Stored data
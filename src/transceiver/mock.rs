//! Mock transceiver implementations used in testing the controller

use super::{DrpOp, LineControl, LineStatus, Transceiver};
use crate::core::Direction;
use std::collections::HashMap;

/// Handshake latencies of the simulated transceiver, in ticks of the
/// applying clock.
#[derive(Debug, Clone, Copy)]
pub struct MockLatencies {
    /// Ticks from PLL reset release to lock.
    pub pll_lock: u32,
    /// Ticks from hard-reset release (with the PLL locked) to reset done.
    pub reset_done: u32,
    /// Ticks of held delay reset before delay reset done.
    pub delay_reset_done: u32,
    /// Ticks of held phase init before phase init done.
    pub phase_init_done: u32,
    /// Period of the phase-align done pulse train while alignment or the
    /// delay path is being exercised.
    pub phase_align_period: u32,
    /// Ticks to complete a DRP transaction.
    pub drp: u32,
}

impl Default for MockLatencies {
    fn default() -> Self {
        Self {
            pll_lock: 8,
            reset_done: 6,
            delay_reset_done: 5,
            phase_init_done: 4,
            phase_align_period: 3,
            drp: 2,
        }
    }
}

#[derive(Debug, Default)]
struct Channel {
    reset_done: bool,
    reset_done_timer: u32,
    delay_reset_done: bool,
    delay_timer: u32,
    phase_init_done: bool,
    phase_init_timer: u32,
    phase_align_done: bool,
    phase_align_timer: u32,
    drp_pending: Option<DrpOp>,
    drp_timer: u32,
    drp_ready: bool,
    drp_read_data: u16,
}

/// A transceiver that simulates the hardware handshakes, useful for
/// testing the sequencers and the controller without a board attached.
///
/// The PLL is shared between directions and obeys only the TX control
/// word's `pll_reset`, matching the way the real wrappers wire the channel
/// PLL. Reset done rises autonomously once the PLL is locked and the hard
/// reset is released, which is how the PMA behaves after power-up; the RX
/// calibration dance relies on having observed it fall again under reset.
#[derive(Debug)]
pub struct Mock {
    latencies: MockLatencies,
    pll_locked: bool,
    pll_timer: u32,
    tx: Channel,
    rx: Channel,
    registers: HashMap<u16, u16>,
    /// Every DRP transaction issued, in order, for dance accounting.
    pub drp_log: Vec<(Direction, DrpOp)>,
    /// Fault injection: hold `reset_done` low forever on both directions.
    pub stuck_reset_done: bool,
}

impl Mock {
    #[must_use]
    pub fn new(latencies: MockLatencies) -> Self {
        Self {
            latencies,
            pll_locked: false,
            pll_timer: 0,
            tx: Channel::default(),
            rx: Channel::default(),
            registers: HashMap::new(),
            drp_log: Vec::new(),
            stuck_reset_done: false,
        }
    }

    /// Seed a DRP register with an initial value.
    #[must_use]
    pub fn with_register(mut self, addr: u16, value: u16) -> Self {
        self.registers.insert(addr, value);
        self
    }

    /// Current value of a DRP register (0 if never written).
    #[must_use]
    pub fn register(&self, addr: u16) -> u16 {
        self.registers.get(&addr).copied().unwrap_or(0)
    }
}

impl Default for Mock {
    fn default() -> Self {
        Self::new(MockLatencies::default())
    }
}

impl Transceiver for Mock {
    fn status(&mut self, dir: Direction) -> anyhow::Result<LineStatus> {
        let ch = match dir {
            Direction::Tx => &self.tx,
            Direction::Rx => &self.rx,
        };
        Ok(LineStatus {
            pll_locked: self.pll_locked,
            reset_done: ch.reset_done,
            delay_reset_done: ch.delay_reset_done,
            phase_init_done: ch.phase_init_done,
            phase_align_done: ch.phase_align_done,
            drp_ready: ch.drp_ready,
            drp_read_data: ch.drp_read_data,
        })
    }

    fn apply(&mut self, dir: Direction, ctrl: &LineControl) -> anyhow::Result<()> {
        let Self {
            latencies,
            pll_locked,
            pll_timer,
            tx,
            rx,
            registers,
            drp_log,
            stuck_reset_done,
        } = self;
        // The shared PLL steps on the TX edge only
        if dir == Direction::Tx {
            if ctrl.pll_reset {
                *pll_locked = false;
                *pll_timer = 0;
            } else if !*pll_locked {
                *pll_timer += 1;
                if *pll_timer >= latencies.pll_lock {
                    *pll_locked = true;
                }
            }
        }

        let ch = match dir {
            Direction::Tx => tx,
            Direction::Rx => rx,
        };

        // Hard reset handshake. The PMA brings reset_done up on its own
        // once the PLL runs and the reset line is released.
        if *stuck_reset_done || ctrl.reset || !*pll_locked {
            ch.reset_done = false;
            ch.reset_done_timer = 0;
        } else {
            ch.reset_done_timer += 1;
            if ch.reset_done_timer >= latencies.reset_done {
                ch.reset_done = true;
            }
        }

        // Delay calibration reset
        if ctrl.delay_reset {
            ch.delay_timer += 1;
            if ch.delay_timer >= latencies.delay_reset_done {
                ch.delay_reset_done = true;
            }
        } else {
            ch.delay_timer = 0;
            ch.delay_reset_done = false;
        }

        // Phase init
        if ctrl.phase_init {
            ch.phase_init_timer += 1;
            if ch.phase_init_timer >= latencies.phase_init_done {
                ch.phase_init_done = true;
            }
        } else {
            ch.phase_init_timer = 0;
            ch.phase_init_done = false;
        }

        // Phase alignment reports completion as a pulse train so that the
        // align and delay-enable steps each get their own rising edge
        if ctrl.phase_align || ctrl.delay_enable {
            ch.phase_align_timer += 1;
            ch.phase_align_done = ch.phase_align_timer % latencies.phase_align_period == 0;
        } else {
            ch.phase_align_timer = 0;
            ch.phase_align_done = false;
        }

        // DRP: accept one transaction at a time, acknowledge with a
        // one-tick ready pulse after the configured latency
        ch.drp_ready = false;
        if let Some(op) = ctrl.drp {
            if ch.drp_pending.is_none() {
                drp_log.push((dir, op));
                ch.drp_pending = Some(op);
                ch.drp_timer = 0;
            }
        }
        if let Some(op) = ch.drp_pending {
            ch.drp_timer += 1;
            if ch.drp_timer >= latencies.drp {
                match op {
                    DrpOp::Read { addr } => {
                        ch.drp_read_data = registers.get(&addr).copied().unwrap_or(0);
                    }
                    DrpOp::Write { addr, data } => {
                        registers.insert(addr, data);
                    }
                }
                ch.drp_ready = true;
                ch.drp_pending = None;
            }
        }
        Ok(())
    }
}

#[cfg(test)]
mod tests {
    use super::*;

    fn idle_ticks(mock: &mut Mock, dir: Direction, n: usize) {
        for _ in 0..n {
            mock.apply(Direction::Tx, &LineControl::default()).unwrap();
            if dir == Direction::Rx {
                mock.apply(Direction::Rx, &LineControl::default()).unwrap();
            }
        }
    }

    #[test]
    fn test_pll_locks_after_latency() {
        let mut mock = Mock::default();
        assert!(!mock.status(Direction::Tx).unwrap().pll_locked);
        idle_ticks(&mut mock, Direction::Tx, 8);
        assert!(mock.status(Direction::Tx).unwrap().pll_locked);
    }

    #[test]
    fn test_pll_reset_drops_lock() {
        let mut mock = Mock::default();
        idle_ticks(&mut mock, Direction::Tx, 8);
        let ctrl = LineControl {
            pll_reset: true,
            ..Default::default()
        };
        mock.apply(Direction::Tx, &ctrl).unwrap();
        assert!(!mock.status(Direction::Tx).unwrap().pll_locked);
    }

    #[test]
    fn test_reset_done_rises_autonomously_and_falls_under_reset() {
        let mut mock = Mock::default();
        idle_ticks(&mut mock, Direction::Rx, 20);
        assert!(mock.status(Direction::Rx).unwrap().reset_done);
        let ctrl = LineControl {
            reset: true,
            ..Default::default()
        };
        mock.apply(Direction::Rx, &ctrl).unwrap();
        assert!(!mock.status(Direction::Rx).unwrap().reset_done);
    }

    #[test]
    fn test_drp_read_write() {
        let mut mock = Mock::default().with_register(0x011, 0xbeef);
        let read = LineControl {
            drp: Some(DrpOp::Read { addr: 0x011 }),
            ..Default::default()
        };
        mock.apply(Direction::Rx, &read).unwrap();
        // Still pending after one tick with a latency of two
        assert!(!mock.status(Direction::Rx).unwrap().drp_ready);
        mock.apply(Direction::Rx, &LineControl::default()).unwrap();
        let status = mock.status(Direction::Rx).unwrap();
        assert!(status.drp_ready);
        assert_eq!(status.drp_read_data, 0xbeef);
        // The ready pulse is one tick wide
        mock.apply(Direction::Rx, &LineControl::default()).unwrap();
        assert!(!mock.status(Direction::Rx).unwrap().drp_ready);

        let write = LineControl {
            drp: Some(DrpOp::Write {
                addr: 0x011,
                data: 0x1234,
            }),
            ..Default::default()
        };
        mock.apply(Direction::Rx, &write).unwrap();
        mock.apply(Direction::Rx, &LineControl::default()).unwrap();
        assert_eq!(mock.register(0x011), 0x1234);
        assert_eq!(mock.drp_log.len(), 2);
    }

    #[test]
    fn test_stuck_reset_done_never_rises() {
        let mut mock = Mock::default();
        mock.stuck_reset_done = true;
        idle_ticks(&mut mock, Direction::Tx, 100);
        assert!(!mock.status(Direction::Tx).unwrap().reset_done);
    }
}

### EXERCISE DETAILS:
Which lines in the entries above contain "released"? Pull each of them out.

### ANSWER BELOW:
/// reset is released, which is how the PMA behaves after power-up; the RX
        // once the PLL runs and the reset line is released.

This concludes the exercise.